- _Assignment_
Working from the top of the records below, reproduce each line exactly, ending once you have written the line containing "per axis: every".

[[ Data in this exercise open ]]

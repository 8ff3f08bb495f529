//! Recursive-bisection quadratic placer.
//!
//! Each placement region contributes one symmetric positive definite system
//! per axis: every net pin pair adds weight `1/(k−1)` between its gates,
//! fixed and out-of-region neighbors are clamped onto the region boundary
//! and anchor the right-hand side (pseudo-terminals). After solving, the
//! region is cut in two - vertically on even levels, horizontally on odd -
//! and the sorted member list is split at its midpoint. The queue is
//! strictly FIFO, so runs are reproducible decision for decision.

use crate::legalizer::Legalizer;
use crate::snapshot::{GateId, PlacerNetlist};
use crate::tools;
use std::collections::{BTreeSet, HashMap, VecDeque};
use std::fmt;
use strata_algebra::{solve, JacobiPreconditioner, SolveInfo, SolveStatus, SolverOptions, SparseMatrix};
use strata_common::{Coord64, Rect64, StrataError, StrataResult};
use strata_db::{Design, InstanceType, PlacementStatus};

/// Single-precision working position used during global placement.
#[derive(Debug, Clone, Copy, Default, PartialEq)]
pub struct PointF {
    /// x in nm.
    pub x: f32,
    /// y in nm.
    pub y: f32,
}

impl PointF {
    /// Truncates to integer nanometers.
    pub fn to_coord64(self) -> Coord64 {
        Coord64::new(self.x as i64, self.y as i64)
    }
}

impl From<Coord64> for PointF {
    fn from(c: Coord64) -> Self {
        Self {
            x: c.x as f32,
            y: c.y as f32,
        }
    }
}

impl fmt::Display for PointF {
    fn fmt(&self, f: &mut fmt::Formatter<'_>) -> fmt::Result {
        write!(f, "({},{})", self.x, self.y)
    }
}

/// Quadratic net model used to build the placement systems.
#[derive(Debug, Clone, Copy, Default, PartialEq, Eq)]
pub enum NetModel {
    /// Every pin pair of a net gets weight `1/(k−1)`.
    #[default]
    Clique,
    /// Per axis, the two extremal pins connect to each other and every
    /// interior pin connects to both extremes, weight `1/(k−1)`.
    BoundToBound,
}

/// Placer tuning knobs.
#[derive(Debug, Clone, Copy)]
pub struct PlacerOptions {
    /// Maximum number of bisection levels.
    pub max_levels: usize,
    /// Regions with fewer members than this are not subdivided.
    pub min_region_instances: usize,
    /// Net model selection.
    pub net_model: NetModel,
    /// Solver settings shared by all regions.
    pub solver: SolverOptions,
}

impl Default for PlacerOptions {
    fn default() -> Self {
        Self {
            max_levels: 6,
            min_region_instances: 20,
            net_model: NetModel::Clique,
            solver: SolverOptions::default(),
        }
    }
}

/// A subdivision work item: a rectangle and the gates assigned to it.
#[derive(Debug, Clone)]
struct PlacementRegion {
    rect: Rect64,
    level: usize,
    members: Vec<GateId>,
}

impl PlacementRegion {
    /// Half-open containment test against the integer region rectangle.
    fn contains(&self, p: PointF) -> bool {
        p.x >= self.rect.ll.x as f32
            && p.x < self.rect.ur.x as f32
            && p.y >= self.rect.ll.y as f32
            && p.y < self.rect.ur.y as f32
    }

    /// Clamps a point onto the region rectangle (boundary inclusive).
    ///
    /// This is the pseudo-terminal propagation: out-of-region anchors act
    /// from the nearest boundary point.
    fn clamp(&self, p: PointF) -> PointF {
        PointF {
            x: p.x.clamp(self.rect.ll.x as f32, self.rect.ur.x as f32),
            y: p.y.clamp(self.rect.ll.y as f32, self.rect.ur.y as f32),
        }
    }
}

/// The recursive-bisection quadratic placer.
#[derive(Debug, Default)]
pub struct Placer {
    options: PlacerOptions,
}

[[ Data in this exercise closed ]]

- _Reply_
repository 8ff3f08bb495f529
//! Recursive-bisection quadratic placer.
//!
//! Each placement region contributes one symmetric positive definite system
//! per axis: every net pin pair adds weight `1/(k−1)` between its gates,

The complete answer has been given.